Pten and p53 Loss in the Mouse Lung Causes Adenocarcinoma and Sarcomatoid Carcinoma.

Abstract

Simple SummaryLung cancer is the world leading cause of cancer death. Therefore, a better understanding of the disease is needed to improve patient survival. In this work, we have deleted the tumor suppressor genes Pten and Trp53 in adult mouse lungs to analyze its impact on tumor formation. Double mutant mice develop Adenocarcinoma and Pulmonary Sarcomatoid Carcinoma, two different types of Non-Small Cell Carcinoma whose biological relationships are a matter of debate. The former is very common, with various models described and some therapeutic options. The latter is very rare with very poor prognosis, no effective treatment and lack of models reported so far. Interestingly, this study reports the first mouse model of pulmonary sarcomatoid carcinoma available for preclinical research.Lung cancer remains the leading cause of cancer deaths worldwide. Among the Non-Small Cell Carcinoma (NSCLC) category, Adenocarcinoma (ADC) represents the most common type, with different reported driver mutations, a bunch of models described and therapeutic options.
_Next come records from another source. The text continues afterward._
impl MessageRouter {
    pub fn new(parts: RouterParts) -> Self {
        Self {
            inner: Arc::new(RouterInner {
                identity: parts.identity,
                settings: parts.settings,
                sequence: parts.sequence,
                codec: parts.codec,
                primary: parts.primary,
                fallback: parts.fallback,
                filter: parts.filter,
                echo: parts.echo,
                link_health: parts.link_health,
                events: parts.events,
                tids: TidCounter::new(),
                pending: Mutex::new(HashMap::new()),
                next_op: AtomicU64::new(1),
                repair: Mutex::new(parts.repair),
                fallback_engaged: AtomicBool::new(false),
            }),
        }
    }

    pub fn identity(&self) -> u16 {
        self.inner.identity
    }

    /// Acknowledged unicast operations still waiting for a status
    pub fn pending_count(&self) -> usize {
        self.inner.pending.lock().len()
    }

    /// Replay repairs performed so far
    pub fn repairs(&self) -> u64 {
        self.inner.repair.lock().total_repairs()
    }

    /// Set on/off state. `acknowledged` defaults to true for unicast and
    /// false for groups.
    pub async fn set_state(
        &self,
        destination: u16,
        on: bool,
        acknowledged: Option<bool>,
    ) -> Result<Delivery, MeshError> {
        check_destination(destination)?;
        let acknowledged = acknowledged.unwrap_or_else(|| is_unicast(destination));
        let tid = self.inner.tids.next();
        let message = OnOffMessage::Set {
            on,
            tid,
            acknowledged,
        };
        let request = PendingRequest::Set { on, tid };
        self.dispatch(destination, message, request).await
    }

    /// Ask for the current state. The answer arrives as a status event.
    pub async fn get_state(&self, destination: u16) -> Result<Delivery, MeshError> {
        check_destination(destination)?;
        self.dispatch(destination, OnOffMessage::Get, PendingRequest::Get)
            .await
    }

    async fn dispatch(
        &self,
        destination: u16,
        message: OnOffMessage,
        request: PendingRequest,
    ) -> Result<Delivery, MeshError> {
        let delivery = self.inner.send_once(destination, message).await?;

        if delivery == Delivery::Sent(TransportKind::Proxy)
            && message.expects_status()
            && is_unicast(destination)
        {
            let id = self.inner.next_op.fetch_add(1, Ordering::Relaxed);
            self.inner.pending.lock().insert(
                id,
                PendingUnicastOp {
                    id,
                    destination,
                    request,
                    created_at: Instant::now(),
                    attempts: 0,
                },
            );
            tokio::spawn(watch_acknowledgement(Arc::clone(&self.inner), id));
        }
        Ok(delivery)
    }

    /// Demultiplex one reassembled inbound PDU
    pub async fn handle_inbound(&self, pdu: ProxyPdu) {
        let inner = &self.inner;
        if inner.echo.is_echo(&pdu.payload) {
            trace!("Dropping proxy echo ({} bytes)", pdu.payload.len());
            return;
        }

        match pdu.pdu_type {
            ProxyPduType::Network => inner.handle_network(&pdu.payload),
            ProxyPduType::ProxyConfiguration => {
                let message = inner
                    .codec
                    .decode_proxy_config(&pdu.payload)
                    .and_then(|m| ProxyConfigMessage::decode(&m.payload));
                match message {
                    Ok(ProxyConfigMessage::FilterStatus {
                        filter_type,
                        list_size,
                    }) => {
                        if let Some(filter) = &inner.filter {
                            filter.record_status(filter_type, list_size).await;
                        }
                    }
                    Ok(other) => debug!("Ignoring proxy configuration {:?}", other),
                    Err(e) => inner.note_decode_failure("proxy configuration", &e),
                }
            }
            ProxyPduType::MeshBeacon => trace!("Dropping mesh beacon"),
            other => debug!("Dropping {:?} PDU ({} bytes)", other, pdu.payload.len()),
        }
    }
}

fn check_destination(destination: u16) -> Result<(), MeshError> {
    if is_unicast(destination) || is_group(destination) {
        Ok(())
    } else {
        Err(MeshError::InvalidAddress(format_address(destination)))
    }
}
Meanwhile, Pulmonary Sarcomatoid Carcinoma (PSC) is one of the rarest, with very poor outcomes, scarce availability of patient material, no effective therapies and no models available for preclinical research. Here, we describe that the combined deletion of Pten and Trp53 in the lungs of adult conditional mice leads to the development of both ADC and PSC irrespective of the lung targeted cell type after naphthalene induced airway epithelial regeneration. Although this model shows long latency periods and incomplete penetrance for tumor development, it is the first PSC mouse model reported so far, and sheds light on the relationships between ADC and PSC and their cells of origin. Moreover, human ADC show strong transcriptomic similarities to the mouse PSC, providing a link between both tumor types and the human ADC.